Work instructions
For the material that follows, state the number of lines where "VersionConflict" occurs, and add nothing.

Records provided START

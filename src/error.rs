//! Ledger Error Types
//!
//! One taxonomy for account creation, lookups and transfers. Every variant
//! has a stable string code and an HTTP status suggestion, and is either
//! terminal (will never succeed if retried) or transient (may succeed).

use thiserror::Error;

use crate::core_types::{AccountId, TransferId};
use crate::store::StoreError;

#[derive(Error, Debug, Clone, PartialEq)]
pub enum LedgerError {
    // === Validation Errors ===
    #[error("Invalid amount: {0}")]
    InvalidAmount(String),

    #[error("Invalid account identifier: {0}")]
    InvalidIdentifier(String),

    #[error("Source and destination accounts must be different (account {0})")]
    SelfTransfer(AccountId),

    // === Account Errors ===
    #[error("Account {0} already exists")]
    DuplicateAccount(AccountId),

    #[error("Account {0} not found")]
    AccountNotFound(AccountId),

    #[error("Source account {0} not found")]
    SourceAccountNotFound(AccountId),

    #[error("Destination account {0} not found")]
    DestinationAccountNotFound(AccountId),

    #[error("Insufficient funds in account {0}")]
    InsufficientFunds(AccountId),

    #[error("Transfer {0} not found")]
    TransferNotFound(TransferId),

    // === Transient Errors ===
    /// The conditional update changed fewer than both rows
    #[error("Account version mismatch ({rows_changed} of 2 rows updated)")]
    VersionConflict { rows_changed: u64 },

    /// Lock timeout, serialization failure or deadlock reported by storage
    #[error("Storage contention: {0}")]
    StorageContention(String),

    // === System Errors ===
    #[error("Storage unavailable: {0}")]
    StorageUnavailable(String),

    #[error("Internal error: {0}")]
    Internal(String),
}

impl LedgerError {
    /// Get the error code for API responses
    pub fn code(&self) -> &'static str {
        match self {
            LedgerError::InvalidAmount(_) => "INVALID_AMOUNT",
            LedgerError::InvalidIdentifier(_) => "INVALID_IDENTIFIER",
            LedgerError::SelfTransfer(_) => "SELF_TRANSFER",
            LedgerError::DuplicateAccount(_) => "DUPLICATE_ACCOUNT",
            LedgerError::AccountNotFound(_) => "ACCOUNT_NOT_FOUND",
            LedgerError::SourceAccountNotFound(_) => "SOURCE_ACCOUNT_NOT_FOUND",
            LedgerError::DestinationAccountNotFound(_) => "DESTINATION_ACCOUNT_NOT_FOUND",
            LedgerError::InsufficientFunds(_) => "INSUFFICIENT_FUNDS",
            LedgerError::TransferNotFound(_) => "TRANSFER_NOT_FOUND",
            LedgerError::VersionConflict { .. } => "VERSION_CONFLICT",
            LedgerError::StorageContention(_) => "STORAGE_CONTENTION",
            LedgerError::StorageUnavailable(_) => "STORAGE_UNAVAILABLE",
            LedgerError::Internal(_) => "INTERNAL_ERROR",
        }
    }

    /// Get HTTP status code suggestion
    pub fn http_status(&self) -> u16 {
        match self {
            LedgerError::InvalidAmount(_)
            | LedgerError::InvalidIdentifier(_)
            | LedgerError::SelfTransfer(_)
            | LedgerError::DuplicateAccount(_) => 400,
            LedgerError::AccountNotFound(_)
            | LedgerError::SourceAccountNotFound(_)
            | LedgerError::DestinationAccountNotFound(_)
            | LedgerError::TransferNotFound(_) => 404,
            LedgerError::InsufficientFunds(_) => 422,
            LedgerError::VersionConflict { .. } => 409,
            LedgerError::StorageContention(_) | LedgerError::StorageUnavailable(_) => 503,
            LedgerError::Internal(_) => 500,
        }
    }

    /// Transient errors are retried inside the engine and may succeed if the
    /// caller tries again once the budget is exhausted.
    pub fn is_retryable(&self) -> bool {
        matches!(
            self,
            LedgerError::VersionConflict { .. } | LedgerError::StorageContention(_)
        )
    }
}

impl From<StoreError> for LedgerError {
    fn from(e: StoreError) -> Self {
        match e {
            StoreError::Contention { code, message } => {
                LedgerError::StorageContention(format!("SQLSTATE {}: {}", code, message))
            }
            StoreError::Unavailable(msg) => LedgerError::StorageUnavailable(msg),
            StoreError::Duplicate(msg)
            | StoreError::Database(msg)
            | StoreError::Corrupt(msg) => LedgerError::Internal(msg),
            StoreError::TransactionClosed => {
                LedgerError::Internal("transaction already finished".to_string())
            }
        }
    }
}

Records provided END

Answer below
4